"""

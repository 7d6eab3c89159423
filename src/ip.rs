use axum::http::HeaderMap;

/// Forwarding headers consulted in priority order. `x-forwarded-for` is the
/// standard; the other two are set by some older reverse proxies.
const FORWARDING_HEADERS: [&str; 3] = ["x-forwarded-for", "proxy-client-ip", "wl-proxy-client-ip"];

/// Sentinel some proxies emit instead of omitting the header.
const UNKNOWN: &str = "unknown";

/// Proxy-aware client address extraction.
///
/// Walks the forwarding headers in priority order and returns the first
/// usable value. `x-forwarded-for` may carry a comma-separated proxy chain,
/// in which the leading entry is the original client. Falls back to the
/// transport-level peer address when no header yields a value.
///
/// The result is display text; it is not validated as an IP address.
#[must_use]
pub fn client_addr(headers: &HeaderMap, peer_addr: &str) -> String {
    for name in FORWARDING_HEADERS {
        let Some(value) = headers.get(name).and_then(|v| v.to_str().ok()) else {
            continue;
        };
        if let Some(addr) = first_usable_entry(value) {
            return addr.to_string();
        }
    }
    peer_addr.to_string()
}

/// First entry of a forwarding header value that is non-empty and not the
/// `unknown` placeholder, trimmed of surrounding whitespace.
fn first_usable_entry(value: &str) -> Option<&str> {
    value
        .split(',')
        .map(str::trim)
        .find(|entry| !entry.is_empty() && !entry.eq_ignore_ascii_case(UNKNOWN))
}
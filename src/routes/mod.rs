mod db;
mod health;
mod hello;

use axum::Router;

use crate::state::AppState;

/// Build the complete application router.
///
/// Structure:
/// - `GET /` — configured greeting plus the caller's address
/// - `GET /db` — configured database display fields
/// - `GET /healthz` — liveness string (used by orchestrator probes)
pub fn router() -> Router<AppState> {
    Router::new()
        .merge(hello::router())
        .merge(db::router())
        .merge(health::router())
}
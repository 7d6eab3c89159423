use std::net::{IpAddr, SocketAddr};

use axum::Router;
use axum::body::Body;
use axum::extract::connect_info::MockConnectInfo;
use axum::http::{Request, StatusCode};
use http_body_util::BodyExt;
use tower::ServiceExt;

use greeter_api::config::Config;
use greeter_api::state::AppState;

/// Peer address injected for every test request, as handlers render it.
pub const PEER_ADDR: &str = "203.0.113.9";

/// Build the app router with a fixed test configuration and mock peer address.
pub fn test_app(config: Config) -> Router {
    let peer = SocketAddr::from(([203, 0, 113, 9], 4711));

    greeter_api::routes::router()
        .with_state(AppState { config })
        .layer(MockConnectInfo(peer))
}

/// Baseline configuration used by the route tests.
pub fn test_config() -> Config {
    Config {
        greeting: "Hello".to_string(),
        db_name: "mydb".to_string(),
        db_user: "admin".to_string(),
        server_host: IpAddr::from([127, 0, 0, 1]),
        server_port: 0,
        log_level: "warn".to_string(),
    }
}

/// Test helper: send a GET request to the app and return (status, body).
pub async fn get(app: &Router, uri: &str) -> (StatusCode, String) {
    get_with_headers(app, uri, &[]).await
}

/// Test helper: send a GET request with extra headers and return (status, body).
pub async fn get_with_headers(
    app: &Router,
    uri: &str,
    headers: &[(&str, &str)],
) -> (StatusCode, String) {
    let mut builder = Request::builder().method("GET").uri(uri);
    for (name, value) in headers {
        builder = builder.header(*name, *value);
    }
    let request = builder.body(Body::empty()).unwrap_or_default();

    let response = app.clone().oneshot(request).await.unwrap_or_default();

    let status = response.status();
    let body = response
        .into_body()
        .collect()
        .await
        .map(http_body_util::Collected::to_bytes)
        .unwrap_or_default();
    let body_str = String::from_utf8(body.to_vec()).unwrap_or_default();

    (status, body_str)
}
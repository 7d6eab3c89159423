use crate::config::Config;

/// Shared application state available to all request handlers via Axum's `State` extractor.
#[derive(Debug, Clone)]
pub struct AppState {
    pub config: Config,
}
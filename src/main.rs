use std::net::SocketAddr;
use std::time::Duration;

use axum::Router;
use axum::http::Request;
use axum::response::Response;
use tower_http::trace::TraceLayer;
use tracing::Span;
use tracing_subscriber::layer::SubscriberExt;
use tracing_subscriber::util::SubscriberInitExt;

use greeter_api::config::Config;
use greeter_api::state::AppState;

#[tokio::main]
async fn main() -> anyhow::Result<()> {
    // Load configuration
    let config = Config::from_env()?;

    // Initialize structured logging
    init_tracing(&config.log_level);

    tracing::info!(
        version = env!("CARGO_PKG_VERSION"),
        "Starting Greeter API"
    );

    // Build application state
    let addr = config.socket_addr();
    let state = AppState { config };

    // Build the application with middleware
    let app = build_app(state);

    // Start the server; connect-info lets handlers observe the peer address
    let listener = tokio::net::TcpListener::bind(addr).await?;
    tracing::info!(%addr, "Server listening");

    axum::serve(
        listener,
        app.into_make_service_with_connect_info::<SocketAddr>(),
    )
    .await?;

    Ok(())
}

/// Build the full application router with all middleware layers.
fn build_app(state: AppState) -> Router {
    let trace = TraceLayer::new_for_http()
        .make_span_with(|request: &Request<_>| {
            tracing::info_span!(
                "http_request",
                method = %request.method(),
                uri = %request.uri(),
                status_code = tracing::field::Empty,
            )
        })
        .on_response(|response: &Response, latency: Duration, span: &Span| {
            span.record("status_code", response.status().as_u16());
            tracing::info!(latency_ms = latency.as_millis(), "response");
        });

    greeter_api::routes::router().with_state(state).layer(trace)
}

/// Initialize the `tracing` subscriber with an environment-based filter.
fn init_tracing(log_level: &str) {
    let env_filter = tracing_subscriber::EnvFilter::try_from_default_env()
        .unwrap_or_else(|_| format!("greeter_api={log_level},tower_http=info").into());

    tracing_subscriber::registry()
        .with(env_filter)
        .with(tracing_subscriber::fmt::layer())
        .init();
}
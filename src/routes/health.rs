use axum::Router;
use axum::routing::get;

use crate::state::AppState;

/// Environment key resolved on every call rather than bound at startup.
const HEALTH_SUFFIX_VAR: &str = "HELLO_MSG";

/// Build the liveness route group: `GET /healthz`
pub fn router() -> Router<AppState> {
    Router::new().route("/healthz", get(healthz))
}

/// Liveness handler. The suffix comes from the process environment at call
/// time; an absent variable yields the bare `UP-` prefix, never an error.
async fn healthz() -> String {
    up_message(std::env::var(HEALTH_SUFFIX_VAR).ok())
}

fn up_message(suffix: Option<String>) -> String {
    format!("UP-{}", suffix.unwrap_or_default())
}

#[cfg(test)]
mod tests {
    use super::*;

    #[test]
    fn test_up_message_with_suffix() {
        assert_eq!(up_message(Some("Hello".to_string())), "UP-Hello");
    }

    #[test]
    fn test_up_message_without_suffix() {
        assert_eq!(up_message(None), "UP-");
    }
}
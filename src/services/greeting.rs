/// Formatting step the greeting route delegates its response body through.
pub struct GreetingService;

impl GreetingService {
    /// Return the assembled greeting line unchanged.
    #[must_use]
    pub fn say_hello(message: String) -> String {
        message
    }
}
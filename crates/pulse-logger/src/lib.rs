// Copyright (c) 2025 Dimitris Kafetzis
//
// Licensed under the MIT License.
// See LICENSE file in the project root for full license information.
//
// SPDX-License-Identifier: MIT

//! # pulse-logger
//!
//! A logging facade that dispatches to either the `log` facade or the
//! `tracing` ecosystem through one API.
//!
//! # Key Components
//!
//! - [`LoggerFactory`]: resolves named or type-scoped loggers against the
//!   active adapter; the adapter can be swapped at runtime.
//! - [`LoggingAdapter`]: the closed set of framework bindings (`log`,
//!   `tracing`).
//! - [`PulseLogger`]: the resolved handle: level-gated messages, structured
//!   context and error-with-cause calls.
//! - [`KeyValueMap`]: ordered structured context for a single call.
//! - [`ThreadContext`]: the thread-scoped store the `tracing` adapter uses
//!   for structured calls, cleared after every call.
//! - [`PulseLayout`] / [`init`]: the fixed line layout and process setup.
//!
//! # Dispatch
//!
//! ```text
//! get_logger("orders")
//!       │
//!       ▼
//!   LoggerFactory ──► active Arc<LoggingAdapter>
//!       │                 ├── Log      → LogLogger     (log::Log client)
//!       │                 └── Tracing  → TracingLogger (tracing::Dispatch)
//!       ▼
//!   PulseLogger::info(..)  ──► enabled? ──► emit
//! ```
//!
//! # Example
//! ```
//! use pulse_logger::{pulse_debug, Cause, KeyValueMap, RuntimeFailure};
//!
//! let logger = pulse_logger::get_logger("checkout").unwrap();
//! pulse_debug!(logger, "cart has {} items", 3);
//!
//! let mut ctx = KeyValueMap::new();
//! ctx.add("cart_id", "c-17").add("coupon", None::<String>);
//! logger.info_kv("checkout started", &ctx);
//!
//! let failure = RuntimeFailure::new("payment gateway unreachable");
//! logger.error_with_cause("checkout failed", Cause::runtime(&failure));
//! ```

mod adapter;
mod bridge;
mod cause;
mod config;
mod error;
mod event;
mod factory;
mod init;
mod key_value;
pub mod layout;
mod level;
mod log_adapter;
mod logger;
mod thread_context;
mod tracing_adapter;

#[cfg(test)]
mod test_support;

pub use adapter::{AdapterKind, LoggingAdapter};
pub use cause::{Cause, RuntimeFailure, RUNTIME_CAUSE_SEPARATOR};
pub use config::LoggingConfig;
pub use error::LoggerError;
pub use factory::{adapter, create_adapter, get_logger, get_logger_for, set_adapter, LoggerFactory};
pub use init::{init, init_with_writer};
pub use key_value::{render_value, KeyValueMap, NULL_VALUE};
pub use layout::PulseLayout;
pub use level::Level;
pub use log_adapter::{LogAdapter, LogLogger};
pub use logger::PulseLogger;
pub use thread_context::{ContextGuard, ThreadContext};
pub use tracing_adapter::{TracingAdapter, TracingLogger};
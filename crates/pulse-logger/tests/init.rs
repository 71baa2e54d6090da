// Copyright (c) 2025 Dimitris Kafetzis
//
// Licensed under the MIT License.
// See LICENSE file in the project root for full license information.
//
// SPDX-License-Identifier: MIT

//! Integration test: process-level initialisation.
//!
//! Kept in its own test binary because it installs global state.

use pulse_logger::{AdapterKind, Cause, KeyValueMap, LoggerError, LoggingConfig, RuntimeFailure};
use std::io;
use std::sync::{Arc, Mutex};
use tracing_subscriber::fmt::MakeWriter;

#[derive(Clone, Default)]
struct SharedBuf(Arc<Mutex<Vec<u8>>>);

impl io::Write for SharedBuf {
    fn write(&mut self, buf: &[u8]) -> io::Result<usize> {
        self.0.lock().unwrap().extend_from_slice(buf);
        Ok(buf.len())
    }

    fn flush(&mut self) -> io::Result<()> {
        Ok(())
    }
}

impl<'a> MakeWriter<'a> for SharedBuf {
    type Writer = SharedBuf;

    fn make_writer(&'a self) -> Self::Writer {
        self.clone()
    }
}

impl SharedBuf {
    fn lines(&self) -> Vec<String> {
        String::from_utf8(self.0.lock().unwrap().clone())
            .unwrap()
            .lines()
            .map(str::to_string)
            .collect()
    }
}

fn line_with<'a>(lines: &'a [String], needle: &str) -> &'a str {
    lines
        .iter()
        .find(|l| l.contains(needle))
        .unwrap_or_else(|| panic!("no line contains {needle:?} in {lines:#?}"))
}

#[test]
fn test_init_routes_both_adapters_into_one_stream() {
    let buf = SharedBuf::default();
    let config = LoggingConfig::default();
    pulse_logger::init_with_writer(&config, buf.clone()).unwrap();
    assert_eq!(pulse_logger::adapter().kind(), AdapterKind::Log);

    // Default `log` adapter: the record goes through the bridge.
    let logger = pulse_logger::get_logger("shop.orders").unwrap();
    let mut ctx = KeyValueMap::new();
    ctx.add("order_id", 42).add("coupon", None::<String>);
    logger.info_kv("structured line", &ctx);
    logger.debug(format_args!("below the configured level"));
    let failure = RuntimeFailure::new("gateway timeout");
    logger.error_with_cause("payment failed", Cause::runtime(&failure));

    // Plain `log` macros share the same path.
    log::warn!(target: "init.bridge", attempt = 3; "bridged record");

    // Swap to the `tracing` adapter on the same subscriber.
    pulse_logger::set_adapter(Arc::new(pulse_logger::create_adapter("tracing").unwrap()));
    let traced = pulse_logger::get_logger("shop.billing").unwrap();
    let mut ctx = KeyValueMap::new();
    ctx.add("invoice", "inv 7");
    traced.info_kv("invoice issued", &ctx);

    let lines = buf.lines();
    assert!(line_with(&lines, "structured line")
        .ends_with(" INFO  shop.orders - structured line context=order_id=42 coupon=null"));
    assert!(!lines.iter().any(|l| l.contains("below the configured level")));
    assert!(line_with(&lines, "payment failed").ends_with(
        " ERROR shop.orders - payment failed - RuntimeException occurred: gateway timeout error=gateway timeout"
    ));
    assert!(line_with(&lines, "bridged record")
        .ends_with(" WARN  init.bridge - bridged record context=attempt=3"));
    assert!(line_with(&lines, "invoice issued")
        .ends_with(r#" INFO  shop.billing - invoice issued context=invoice="inv 7""#));

    let err = pulse_logger::init(&config).unwrap_err();
    assert!(matches!(err, LoggerError::Init(_)));
}
// Copyright (c) 2025 Dimitris Kafetzis
//
// Licensed under the MIT License.
// See LICENSE file in the project root for full license information.
//
// SPDX-License-Identifier: MIT

//! Per-volume disk usage.

use crate::source::FileStore;
use std::fmt;

/// Capacity and usage of one mounted file store at sampling time.
///
/// `used_space` is `total - usable` as read from the source. The two figures
/// are read independently, so an inconsistent pair yields a negative value;
/// it is reported as-is rather than clamped. A difference beyond the `i64`
/// range saturates at `i64::MAX` / `i64::MIN`.
#[derive(Debug, Clone, PartialEq, Eq, serde::Serialize)]
pub struct DiskMetric {
    mount_point: String,
    total_space: u64,
    used_space: i64,
}

impl DiskMetric {
    pub fn new(mount_point: impl Into<String>, total_space: u64, usable_space: u64) -> Self {
        Self {
            mount_point: mount_point.into(),
            total_space,
            used_space: signed_difference(total_space, usable_space),
        }
    }

    pub fn mount_point(&self) -> &str {
        &self.mount_point
    }

    /// Capacity in bytes.
    pub fn total_space(&self) -> u64 {
        self.total_space
    }

    /// Used bytes; negative only when the source reported usable > total.
    pub fn used_space(&self) -> i64 {
        self.used_space
    }
}

fn signed_difference(total: u64, usable: u64) -> i64 {
    let exact = i128::from(total) - i128::from(usable);
    i64::try_from(exact).unwrap_or(if exact > 0 { i64::MAX } else { i64::MIN })
}

impl From<&FileStore> for DiskMetric {
    fn from(store: &FileStore) -> Self {
        Self::new(store.mount_point.as_str(), store.total_space, store.usable_space)
    }
}

impl fmt::Display for DiskMetric {
    fn fmt(&self, f: &mut fmt::Formatter<'_>) -> fmt::Result {
        write!(
            f,
            "Disk {}: {}/{} used",
            self.mount_point, self.used_space, self.total_space
        )
    }
}

#[cfg(test)]
mod tests {
    use super::*;

    #[test]
    fn test_used_space_and_display() {
        let disk = DiskMetric::new("/data", 2000, 1500);
        assert_eq!(disk.mount_point(), "/data");
        assert_eq!(disk.total_space(), 2000);
        assert_eq!(disk.used_space(), 500);
        assert_eq!(disk.to_string(), "Disk /data: 500/2000 used");
    }

    #[test]
    fn test_inconsistent_read_goes_negative() {
        let disk = DiskMetric::new("/scratch", 1000, 1200);
        assert_eq!(disk.used_space(), -200);
        assert_eq!(disk.to_string(), "Disk /scratch: -200/1000 used");
    }

    #[test]
    fn test_capacities_beyond_i64() {
        let huge = u64::MAX - 10;
        assert_eq!(DiskMetric::new("/big", huge, huge - 4096).used_space(), 4096);
        assert_eq!(DiskMetric::new("/big", u64::MAX, 0).used_space(), i64::MAX);
        assert_eq!(DiskMetric::new("/big", 0, u64::MAX).used_space(), i64::MIN);
        assert_eq!(DiskMetric::new("/big", 100, huge).used_space(), i64::MIN);
        assert_eq!(DiskMetric::new("/big", i64::MAX as u64, 0).used_space(), i64::MAX);
    }

    #[test]
    fn test_from_file_store() {
        let store = FileStore::new("/mnt1", 200_000, 100_000);
        assert_eq!(DiskMetric::from(&store).used_space(), 100_000);
    }
}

"""

# What to produce:
One number and nothing else is the answer: how many lines of the material include "ThreadContext".

# Response to this task:
2